State only the count of lines in the listing below that hold "VecDeque".
┌──
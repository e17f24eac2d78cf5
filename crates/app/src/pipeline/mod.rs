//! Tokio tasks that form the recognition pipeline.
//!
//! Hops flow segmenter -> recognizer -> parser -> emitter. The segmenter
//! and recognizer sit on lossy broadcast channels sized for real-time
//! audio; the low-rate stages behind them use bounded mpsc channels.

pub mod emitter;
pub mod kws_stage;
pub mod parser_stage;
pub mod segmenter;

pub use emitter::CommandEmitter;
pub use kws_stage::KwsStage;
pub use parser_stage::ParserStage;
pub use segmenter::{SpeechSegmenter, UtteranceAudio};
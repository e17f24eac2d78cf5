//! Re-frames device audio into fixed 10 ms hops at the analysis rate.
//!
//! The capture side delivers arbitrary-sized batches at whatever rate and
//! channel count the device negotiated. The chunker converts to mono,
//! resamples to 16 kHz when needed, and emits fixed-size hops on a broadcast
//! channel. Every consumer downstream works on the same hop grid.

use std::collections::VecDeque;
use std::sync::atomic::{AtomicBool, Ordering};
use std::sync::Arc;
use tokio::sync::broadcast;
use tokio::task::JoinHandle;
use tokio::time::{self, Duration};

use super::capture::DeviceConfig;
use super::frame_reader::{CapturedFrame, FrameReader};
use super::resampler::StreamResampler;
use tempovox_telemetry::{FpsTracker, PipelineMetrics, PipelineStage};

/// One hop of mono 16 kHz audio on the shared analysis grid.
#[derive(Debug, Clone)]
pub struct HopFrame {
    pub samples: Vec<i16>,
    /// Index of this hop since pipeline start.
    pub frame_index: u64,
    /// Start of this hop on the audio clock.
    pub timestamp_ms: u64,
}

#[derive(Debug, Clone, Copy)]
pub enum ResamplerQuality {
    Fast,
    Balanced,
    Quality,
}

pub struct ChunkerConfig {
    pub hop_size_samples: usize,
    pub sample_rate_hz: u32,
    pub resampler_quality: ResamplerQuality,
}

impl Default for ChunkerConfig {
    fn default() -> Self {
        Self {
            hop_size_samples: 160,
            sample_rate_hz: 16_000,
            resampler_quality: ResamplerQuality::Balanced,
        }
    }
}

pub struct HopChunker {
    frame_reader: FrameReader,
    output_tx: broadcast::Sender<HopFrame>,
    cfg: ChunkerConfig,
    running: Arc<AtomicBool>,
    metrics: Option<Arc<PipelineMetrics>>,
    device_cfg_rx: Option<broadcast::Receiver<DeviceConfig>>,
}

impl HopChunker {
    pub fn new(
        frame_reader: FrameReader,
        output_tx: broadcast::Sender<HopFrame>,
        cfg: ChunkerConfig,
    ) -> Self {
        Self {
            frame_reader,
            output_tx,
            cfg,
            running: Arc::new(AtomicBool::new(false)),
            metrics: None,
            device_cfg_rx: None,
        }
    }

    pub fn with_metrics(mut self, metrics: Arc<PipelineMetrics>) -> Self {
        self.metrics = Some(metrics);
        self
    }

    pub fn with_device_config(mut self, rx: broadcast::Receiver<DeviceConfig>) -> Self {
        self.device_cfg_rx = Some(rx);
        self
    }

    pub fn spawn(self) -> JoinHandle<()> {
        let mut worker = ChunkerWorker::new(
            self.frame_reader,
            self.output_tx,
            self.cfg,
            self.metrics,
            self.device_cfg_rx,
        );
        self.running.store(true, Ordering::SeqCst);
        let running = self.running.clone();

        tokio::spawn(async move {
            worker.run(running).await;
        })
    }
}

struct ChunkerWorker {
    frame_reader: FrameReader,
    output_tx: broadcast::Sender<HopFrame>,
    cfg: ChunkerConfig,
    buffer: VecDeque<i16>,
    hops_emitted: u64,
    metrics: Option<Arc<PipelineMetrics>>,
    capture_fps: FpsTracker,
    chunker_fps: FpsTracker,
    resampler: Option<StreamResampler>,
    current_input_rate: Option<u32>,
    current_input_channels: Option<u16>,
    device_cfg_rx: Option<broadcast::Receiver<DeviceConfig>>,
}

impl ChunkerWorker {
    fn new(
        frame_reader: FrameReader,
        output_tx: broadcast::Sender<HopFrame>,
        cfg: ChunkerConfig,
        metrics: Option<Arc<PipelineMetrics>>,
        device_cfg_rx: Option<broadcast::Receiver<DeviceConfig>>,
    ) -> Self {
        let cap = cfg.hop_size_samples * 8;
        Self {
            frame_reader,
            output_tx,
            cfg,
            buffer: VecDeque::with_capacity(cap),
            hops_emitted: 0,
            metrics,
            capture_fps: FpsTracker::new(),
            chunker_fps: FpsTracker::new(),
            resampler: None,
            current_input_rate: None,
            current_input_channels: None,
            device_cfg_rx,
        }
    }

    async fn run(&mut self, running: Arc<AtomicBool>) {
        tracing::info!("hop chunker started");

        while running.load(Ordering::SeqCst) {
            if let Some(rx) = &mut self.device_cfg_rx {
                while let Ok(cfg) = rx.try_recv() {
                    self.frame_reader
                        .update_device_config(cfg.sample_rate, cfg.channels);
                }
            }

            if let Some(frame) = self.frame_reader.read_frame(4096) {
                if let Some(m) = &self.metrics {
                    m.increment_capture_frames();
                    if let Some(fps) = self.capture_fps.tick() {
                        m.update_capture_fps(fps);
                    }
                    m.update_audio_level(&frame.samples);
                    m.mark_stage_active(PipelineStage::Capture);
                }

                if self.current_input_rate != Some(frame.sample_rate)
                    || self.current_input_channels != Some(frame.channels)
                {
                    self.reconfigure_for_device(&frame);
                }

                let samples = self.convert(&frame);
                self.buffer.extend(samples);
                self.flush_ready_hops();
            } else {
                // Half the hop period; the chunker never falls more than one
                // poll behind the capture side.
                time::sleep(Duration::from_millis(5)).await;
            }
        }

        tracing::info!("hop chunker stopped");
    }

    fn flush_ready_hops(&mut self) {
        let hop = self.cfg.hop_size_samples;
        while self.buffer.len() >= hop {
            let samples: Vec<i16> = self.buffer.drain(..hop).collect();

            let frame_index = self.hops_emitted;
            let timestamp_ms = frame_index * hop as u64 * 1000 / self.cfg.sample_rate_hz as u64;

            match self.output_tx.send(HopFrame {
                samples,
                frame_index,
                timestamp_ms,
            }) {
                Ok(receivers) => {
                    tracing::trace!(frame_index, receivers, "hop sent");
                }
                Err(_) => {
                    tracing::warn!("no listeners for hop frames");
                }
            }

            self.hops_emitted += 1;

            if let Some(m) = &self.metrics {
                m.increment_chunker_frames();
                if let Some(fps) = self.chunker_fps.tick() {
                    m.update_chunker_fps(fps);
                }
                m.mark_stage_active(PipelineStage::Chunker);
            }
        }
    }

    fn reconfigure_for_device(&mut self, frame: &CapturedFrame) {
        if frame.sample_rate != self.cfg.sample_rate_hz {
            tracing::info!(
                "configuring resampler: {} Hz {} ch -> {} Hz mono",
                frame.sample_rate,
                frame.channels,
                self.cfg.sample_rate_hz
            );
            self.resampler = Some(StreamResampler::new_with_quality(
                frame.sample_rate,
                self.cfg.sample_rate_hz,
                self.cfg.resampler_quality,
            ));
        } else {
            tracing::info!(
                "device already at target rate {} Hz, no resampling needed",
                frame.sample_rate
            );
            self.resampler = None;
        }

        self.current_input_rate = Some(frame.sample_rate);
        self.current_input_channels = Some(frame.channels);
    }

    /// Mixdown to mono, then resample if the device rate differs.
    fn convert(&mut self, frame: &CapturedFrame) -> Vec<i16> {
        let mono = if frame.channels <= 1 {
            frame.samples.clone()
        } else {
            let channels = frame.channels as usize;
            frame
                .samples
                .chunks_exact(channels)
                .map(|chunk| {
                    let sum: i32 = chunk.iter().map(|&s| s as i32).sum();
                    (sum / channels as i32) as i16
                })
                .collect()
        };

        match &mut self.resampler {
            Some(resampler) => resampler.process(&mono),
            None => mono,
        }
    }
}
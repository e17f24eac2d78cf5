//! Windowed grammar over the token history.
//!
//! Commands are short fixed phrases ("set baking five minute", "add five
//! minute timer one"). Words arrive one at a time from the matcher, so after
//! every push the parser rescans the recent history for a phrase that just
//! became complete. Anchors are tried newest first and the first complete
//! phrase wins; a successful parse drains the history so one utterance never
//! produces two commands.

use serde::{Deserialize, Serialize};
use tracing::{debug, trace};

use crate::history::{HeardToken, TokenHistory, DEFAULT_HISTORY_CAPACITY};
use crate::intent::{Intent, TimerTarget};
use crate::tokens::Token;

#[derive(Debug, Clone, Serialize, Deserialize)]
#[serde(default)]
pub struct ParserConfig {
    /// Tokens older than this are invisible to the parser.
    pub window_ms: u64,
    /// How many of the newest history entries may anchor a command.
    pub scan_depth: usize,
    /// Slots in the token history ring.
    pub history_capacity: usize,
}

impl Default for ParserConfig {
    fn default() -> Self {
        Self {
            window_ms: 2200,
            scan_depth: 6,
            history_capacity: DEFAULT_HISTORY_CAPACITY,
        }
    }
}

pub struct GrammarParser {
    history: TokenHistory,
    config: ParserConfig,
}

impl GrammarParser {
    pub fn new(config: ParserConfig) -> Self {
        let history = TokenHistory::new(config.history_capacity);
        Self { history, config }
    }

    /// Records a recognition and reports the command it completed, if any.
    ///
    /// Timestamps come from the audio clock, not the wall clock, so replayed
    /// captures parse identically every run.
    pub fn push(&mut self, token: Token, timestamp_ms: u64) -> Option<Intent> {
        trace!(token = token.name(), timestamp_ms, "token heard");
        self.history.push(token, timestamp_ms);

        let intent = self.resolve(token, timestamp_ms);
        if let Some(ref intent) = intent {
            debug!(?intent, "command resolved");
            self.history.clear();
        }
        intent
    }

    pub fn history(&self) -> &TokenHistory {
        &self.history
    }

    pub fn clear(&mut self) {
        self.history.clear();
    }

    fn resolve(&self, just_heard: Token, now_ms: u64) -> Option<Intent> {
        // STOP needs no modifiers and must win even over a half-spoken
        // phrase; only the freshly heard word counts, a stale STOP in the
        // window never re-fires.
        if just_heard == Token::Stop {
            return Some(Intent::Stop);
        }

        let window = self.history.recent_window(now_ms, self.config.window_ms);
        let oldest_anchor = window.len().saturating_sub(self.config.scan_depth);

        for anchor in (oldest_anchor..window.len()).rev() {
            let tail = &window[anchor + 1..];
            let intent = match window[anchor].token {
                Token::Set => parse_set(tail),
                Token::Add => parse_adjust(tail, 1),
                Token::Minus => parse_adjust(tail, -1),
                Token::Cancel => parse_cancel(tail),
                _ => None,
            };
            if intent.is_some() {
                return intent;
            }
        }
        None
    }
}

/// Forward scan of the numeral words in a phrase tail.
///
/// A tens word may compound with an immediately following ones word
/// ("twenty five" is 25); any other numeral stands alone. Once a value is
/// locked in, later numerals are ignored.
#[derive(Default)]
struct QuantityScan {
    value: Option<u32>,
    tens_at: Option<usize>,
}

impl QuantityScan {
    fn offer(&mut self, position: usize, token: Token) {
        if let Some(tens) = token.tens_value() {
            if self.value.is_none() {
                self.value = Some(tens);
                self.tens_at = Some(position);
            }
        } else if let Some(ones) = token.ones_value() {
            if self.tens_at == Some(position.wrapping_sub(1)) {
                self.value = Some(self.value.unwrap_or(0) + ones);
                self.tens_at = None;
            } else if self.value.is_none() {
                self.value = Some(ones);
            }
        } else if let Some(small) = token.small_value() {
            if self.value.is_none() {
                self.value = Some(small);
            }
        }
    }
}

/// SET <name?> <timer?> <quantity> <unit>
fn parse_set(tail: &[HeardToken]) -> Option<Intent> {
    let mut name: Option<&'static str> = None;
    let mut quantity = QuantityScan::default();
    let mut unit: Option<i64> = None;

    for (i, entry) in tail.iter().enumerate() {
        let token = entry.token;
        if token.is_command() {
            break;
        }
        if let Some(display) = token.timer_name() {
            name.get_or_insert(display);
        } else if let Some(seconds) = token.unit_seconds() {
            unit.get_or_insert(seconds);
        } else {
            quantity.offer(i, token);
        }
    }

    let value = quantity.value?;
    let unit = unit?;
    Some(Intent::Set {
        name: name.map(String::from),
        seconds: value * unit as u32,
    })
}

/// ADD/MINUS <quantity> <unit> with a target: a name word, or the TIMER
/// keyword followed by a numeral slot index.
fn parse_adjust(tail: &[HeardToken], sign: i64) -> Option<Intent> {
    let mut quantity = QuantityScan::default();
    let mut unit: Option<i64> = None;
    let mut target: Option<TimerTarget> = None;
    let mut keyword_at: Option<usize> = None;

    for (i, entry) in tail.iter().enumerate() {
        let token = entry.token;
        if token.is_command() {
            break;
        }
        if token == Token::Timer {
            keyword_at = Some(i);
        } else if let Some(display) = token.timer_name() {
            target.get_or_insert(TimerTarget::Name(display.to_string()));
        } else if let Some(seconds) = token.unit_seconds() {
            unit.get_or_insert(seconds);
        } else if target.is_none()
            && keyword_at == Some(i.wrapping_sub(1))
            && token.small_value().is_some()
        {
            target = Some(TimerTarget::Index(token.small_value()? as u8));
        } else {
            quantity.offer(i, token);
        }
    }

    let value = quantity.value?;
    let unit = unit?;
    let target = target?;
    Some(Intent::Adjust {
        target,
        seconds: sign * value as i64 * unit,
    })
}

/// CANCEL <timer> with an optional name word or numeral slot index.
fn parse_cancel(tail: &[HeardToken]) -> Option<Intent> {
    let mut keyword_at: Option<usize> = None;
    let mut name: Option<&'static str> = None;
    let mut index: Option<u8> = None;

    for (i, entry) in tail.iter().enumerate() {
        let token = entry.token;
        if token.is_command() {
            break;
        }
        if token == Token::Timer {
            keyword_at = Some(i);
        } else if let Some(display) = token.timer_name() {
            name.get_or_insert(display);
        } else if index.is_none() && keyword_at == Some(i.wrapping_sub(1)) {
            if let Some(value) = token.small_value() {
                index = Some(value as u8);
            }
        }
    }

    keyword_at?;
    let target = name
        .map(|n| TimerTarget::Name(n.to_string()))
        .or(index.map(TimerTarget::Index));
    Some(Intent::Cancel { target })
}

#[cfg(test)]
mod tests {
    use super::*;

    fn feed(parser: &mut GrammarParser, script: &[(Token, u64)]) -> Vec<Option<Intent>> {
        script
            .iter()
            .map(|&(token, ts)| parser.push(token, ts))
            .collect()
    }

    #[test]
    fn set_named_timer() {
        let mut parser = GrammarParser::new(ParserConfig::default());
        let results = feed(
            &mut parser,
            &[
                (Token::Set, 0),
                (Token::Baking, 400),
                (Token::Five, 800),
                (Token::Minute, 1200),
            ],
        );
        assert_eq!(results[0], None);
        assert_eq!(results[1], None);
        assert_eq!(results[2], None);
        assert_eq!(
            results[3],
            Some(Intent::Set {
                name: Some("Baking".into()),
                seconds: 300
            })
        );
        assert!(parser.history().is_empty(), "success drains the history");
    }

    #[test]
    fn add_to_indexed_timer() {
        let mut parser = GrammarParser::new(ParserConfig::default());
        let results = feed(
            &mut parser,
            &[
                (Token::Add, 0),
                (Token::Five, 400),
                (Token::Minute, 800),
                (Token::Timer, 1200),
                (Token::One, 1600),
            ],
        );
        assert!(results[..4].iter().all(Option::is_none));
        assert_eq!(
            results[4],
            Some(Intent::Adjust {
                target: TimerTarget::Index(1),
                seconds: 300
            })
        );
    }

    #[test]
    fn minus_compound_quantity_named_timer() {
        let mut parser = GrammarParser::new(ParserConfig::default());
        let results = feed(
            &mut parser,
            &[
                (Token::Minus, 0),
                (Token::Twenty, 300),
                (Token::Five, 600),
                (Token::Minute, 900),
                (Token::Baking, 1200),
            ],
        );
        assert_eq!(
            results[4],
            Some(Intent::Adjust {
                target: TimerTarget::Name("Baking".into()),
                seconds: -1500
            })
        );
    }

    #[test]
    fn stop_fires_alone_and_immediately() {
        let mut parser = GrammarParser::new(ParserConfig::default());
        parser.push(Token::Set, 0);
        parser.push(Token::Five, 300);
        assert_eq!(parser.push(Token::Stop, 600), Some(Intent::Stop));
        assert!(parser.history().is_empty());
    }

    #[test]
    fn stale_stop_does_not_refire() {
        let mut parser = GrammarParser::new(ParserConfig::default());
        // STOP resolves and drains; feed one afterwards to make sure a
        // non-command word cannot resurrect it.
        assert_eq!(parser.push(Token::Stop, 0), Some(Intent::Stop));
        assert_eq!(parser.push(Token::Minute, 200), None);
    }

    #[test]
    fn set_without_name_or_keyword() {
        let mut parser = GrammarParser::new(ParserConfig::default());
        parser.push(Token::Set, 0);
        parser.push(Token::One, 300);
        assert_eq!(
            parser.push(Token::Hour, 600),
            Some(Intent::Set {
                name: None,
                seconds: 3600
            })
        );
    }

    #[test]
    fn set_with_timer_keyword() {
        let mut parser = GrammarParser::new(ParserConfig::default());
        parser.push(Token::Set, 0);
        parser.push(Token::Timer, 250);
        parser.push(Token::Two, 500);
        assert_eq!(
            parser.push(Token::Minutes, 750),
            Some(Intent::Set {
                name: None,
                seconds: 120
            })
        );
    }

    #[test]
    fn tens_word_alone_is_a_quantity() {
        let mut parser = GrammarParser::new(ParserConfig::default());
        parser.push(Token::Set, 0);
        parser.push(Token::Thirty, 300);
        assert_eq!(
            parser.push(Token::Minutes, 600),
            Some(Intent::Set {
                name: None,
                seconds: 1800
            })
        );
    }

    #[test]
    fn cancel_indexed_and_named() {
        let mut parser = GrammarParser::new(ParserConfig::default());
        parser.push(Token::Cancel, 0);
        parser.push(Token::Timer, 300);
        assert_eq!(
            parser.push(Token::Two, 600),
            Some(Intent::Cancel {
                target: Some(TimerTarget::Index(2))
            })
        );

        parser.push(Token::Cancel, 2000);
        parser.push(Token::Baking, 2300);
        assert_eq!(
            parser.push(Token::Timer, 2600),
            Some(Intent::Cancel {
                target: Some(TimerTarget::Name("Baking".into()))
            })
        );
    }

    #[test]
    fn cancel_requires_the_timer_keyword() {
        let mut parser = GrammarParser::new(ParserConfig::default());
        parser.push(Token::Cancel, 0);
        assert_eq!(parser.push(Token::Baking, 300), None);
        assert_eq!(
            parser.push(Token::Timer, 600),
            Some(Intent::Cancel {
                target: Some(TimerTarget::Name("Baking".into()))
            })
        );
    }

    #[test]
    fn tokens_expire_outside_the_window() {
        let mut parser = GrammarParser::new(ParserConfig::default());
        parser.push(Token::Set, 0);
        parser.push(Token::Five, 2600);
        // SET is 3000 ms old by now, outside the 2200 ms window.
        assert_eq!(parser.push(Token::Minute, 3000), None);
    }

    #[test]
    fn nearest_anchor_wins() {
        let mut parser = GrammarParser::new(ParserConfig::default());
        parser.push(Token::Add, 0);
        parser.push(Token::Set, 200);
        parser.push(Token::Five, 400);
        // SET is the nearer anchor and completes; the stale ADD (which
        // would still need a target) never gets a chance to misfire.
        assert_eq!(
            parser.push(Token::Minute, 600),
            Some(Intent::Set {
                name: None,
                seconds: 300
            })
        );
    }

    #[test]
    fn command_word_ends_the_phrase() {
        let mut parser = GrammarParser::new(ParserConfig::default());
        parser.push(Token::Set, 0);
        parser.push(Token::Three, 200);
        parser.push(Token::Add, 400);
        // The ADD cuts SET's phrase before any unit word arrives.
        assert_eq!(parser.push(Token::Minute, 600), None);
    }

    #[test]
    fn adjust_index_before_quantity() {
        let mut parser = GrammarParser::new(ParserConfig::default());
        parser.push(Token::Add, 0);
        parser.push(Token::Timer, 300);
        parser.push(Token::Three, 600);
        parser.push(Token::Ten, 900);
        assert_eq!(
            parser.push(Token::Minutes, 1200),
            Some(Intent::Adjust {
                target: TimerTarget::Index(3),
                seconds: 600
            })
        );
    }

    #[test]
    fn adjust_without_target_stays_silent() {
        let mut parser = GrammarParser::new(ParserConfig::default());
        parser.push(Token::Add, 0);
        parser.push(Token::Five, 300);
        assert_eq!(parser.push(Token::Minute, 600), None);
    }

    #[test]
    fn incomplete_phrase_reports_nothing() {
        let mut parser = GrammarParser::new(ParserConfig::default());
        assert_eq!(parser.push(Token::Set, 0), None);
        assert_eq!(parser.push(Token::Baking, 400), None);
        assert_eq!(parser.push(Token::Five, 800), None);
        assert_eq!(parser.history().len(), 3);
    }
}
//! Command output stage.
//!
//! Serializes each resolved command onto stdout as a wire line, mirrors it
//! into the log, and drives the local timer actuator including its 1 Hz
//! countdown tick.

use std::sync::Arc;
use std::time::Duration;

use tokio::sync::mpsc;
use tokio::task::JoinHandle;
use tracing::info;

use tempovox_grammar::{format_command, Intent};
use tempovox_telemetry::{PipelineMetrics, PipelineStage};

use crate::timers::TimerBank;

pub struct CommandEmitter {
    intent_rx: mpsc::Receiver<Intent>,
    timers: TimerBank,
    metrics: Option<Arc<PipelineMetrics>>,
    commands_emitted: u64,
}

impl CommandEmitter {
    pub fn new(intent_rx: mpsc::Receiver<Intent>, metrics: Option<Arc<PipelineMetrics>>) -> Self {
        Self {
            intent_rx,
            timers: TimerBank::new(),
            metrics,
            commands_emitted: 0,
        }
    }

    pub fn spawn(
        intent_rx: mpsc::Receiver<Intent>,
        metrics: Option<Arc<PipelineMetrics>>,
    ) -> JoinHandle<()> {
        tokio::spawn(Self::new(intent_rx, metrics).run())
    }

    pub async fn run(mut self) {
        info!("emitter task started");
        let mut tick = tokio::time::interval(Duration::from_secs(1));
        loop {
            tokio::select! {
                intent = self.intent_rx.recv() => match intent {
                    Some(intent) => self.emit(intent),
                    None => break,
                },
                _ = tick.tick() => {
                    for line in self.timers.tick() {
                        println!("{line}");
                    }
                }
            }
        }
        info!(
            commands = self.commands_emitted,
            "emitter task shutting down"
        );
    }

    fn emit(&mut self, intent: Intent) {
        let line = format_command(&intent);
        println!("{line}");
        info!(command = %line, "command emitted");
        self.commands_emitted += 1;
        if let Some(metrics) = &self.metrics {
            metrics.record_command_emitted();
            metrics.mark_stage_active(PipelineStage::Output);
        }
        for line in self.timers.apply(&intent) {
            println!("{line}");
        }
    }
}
└──
## ANSWER SECTION
3